At Sevagram, we made a conscious, collective choice: our treatment protocols would be dictated by high-quality global trials (like the RECOVERY and SOLIDARITY trials), not by pharmaceutical marketing or anecdotal social media posts. We admitted nearly 5,000 Covid patients over the course of the pandemic, and we steadfastly refused to use the controversial “magic bullets” that were bankrupting families elsewhere.

The Remdesivir and Steroid Protocol

The pressure regarding Remdesivir was perhaps the most intense administrative challenge I faced. The public viewed it as a life-saver, a “divine vial” that could snatch a patient from the jaws of death. The reality, as shown by the data, was far more modest: it didn’t reduce mortality or the need for ventilators.

While the rest of the country was seeing frantic queues and black-marketing of Remdesivir, Sevagram took a contrarian stand. From March 2021, we reduced our usage of the drug by 90%. We used it only selectively for a very specific window of patients. This decision saved our patients lakhs of rupees and spared them unnecessary hepatic and cardiac toxicity.

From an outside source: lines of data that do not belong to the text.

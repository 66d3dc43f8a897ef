//! 服务模块
//!
//! - [`https`] - HTTP 应用组装 (路由 + 中间件)

pub mod https;

pub use https::build_app;
//! Seat Reservation Model

use serde::{Deserialize, Serialize};

/// Seat reservation entity
///
/// At most one row exists per `(session_id, seat_id)`.
#[derive(Debug, Clone, PartialEq, Eq, Serialize, Deserialize)]
#[cfg_attr(feature = "db", derive(sqlx::FromRow))]
pub struct SeatReservation {
    pub id: i64,
    pub session_id: String,
    pub seat_id: String,
    pub guest_id: String,
    pub guest_name: String,
    /// Claimed automatically as the table partner of a manual reservation
    pub auto_reserved: bool,
    /// Unix millis
    pub created_at: i64,
}

/// Create seat reservation payload (store level)
#[derive(Debug, Clone, Serialize, Deserialize)]
pub struct SeatReservationCreate {
    pub session_id: String,
    pub seat_id: String,
    pub guest_id: String,
    pub guest_name: String,
    pub auto_reserved: bool,
}

/// Reserve seat request body
#[derive(Debug, Clone, Serialize, Deserialize)]
pub struct ReserveSeatRequest {
    pub guest_id: String,
    pub guest_name: String,
}

/// Release seat query (`?guest_id=`)
#[derive(Debug, Clone, Serialize, Deserialize)]
pub struct ReleaseSeatQuery {
    pub guest_id: String,
}

/// Result of a successful reservation
#[derive(Debug, Clone, Serialize, Deserialize)]
pub struct ReservationOutcome {
    /// The manual reservation just created
    pub reservation: SeatReservation,
    /// Partner seat claimed automatically, if it was free
    #[serde(skip_serializing_if = "Option::is_none")]
    pub partner: Option<SeatReservation>,
    /// Auto reservation of another guest that was overridden
    #[serde(skip_serializing_if = "Option::is_none")]
    pub superseded: Option<SeatReservation>,
}

/// Result of a successful release
#[derive(Debug, Clone, Serialize, Deserialize)]
pub struct ReleaseOutcome {
    pub released: SeatReservation,
    /// Same guest's auto reservation on the partner seat, released with it
    #[serde(skip_serializing_if = "Option::is_none")]
    pub partner_released: Option<SeatReservation>,
}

Our approach to steroids was equally disciplined. We knew from the RECOVERY trial that steroids were a double-edged sword: they were a miracle for hypoxic patients on oxygen, but a disaster for those with normal oxygen levels. We fought a constant battle against the “steroids for everyone” approach that was rampant in the community—a practice that, as I feared, would later contribute to the horrifying outbreak of “Black Fungus.”

A Public Stand for Evidence

My role in the district governance culminated in a very public declaration of our philosophy. In an interview with The Indian Express on June 9, 2021, I stated clearly that evidence-based healthcare was the cornerstone of Sevagram’s treatment. “We refrain from resorting to anecdotal evidence or promotional research,” I told the press.

Working with the administrators of Wardha was a testament to the power of a “War Room” that actually listens to science. We proved that in the face of a terrifying new disease, the most effective weapon we had was not a new drug, but the discipline of the scientific method. We didn’t just manage a crisis; we managed to keep our integrity intact while doing so.

As we moved toward the peak of the second wave, the “War Room” conversations shifted from drug protocols to something even more fundamental: the very air our patients breathed. The oxygen crisis was coming, and the governance structures we had built were about to be tested to their breaking point.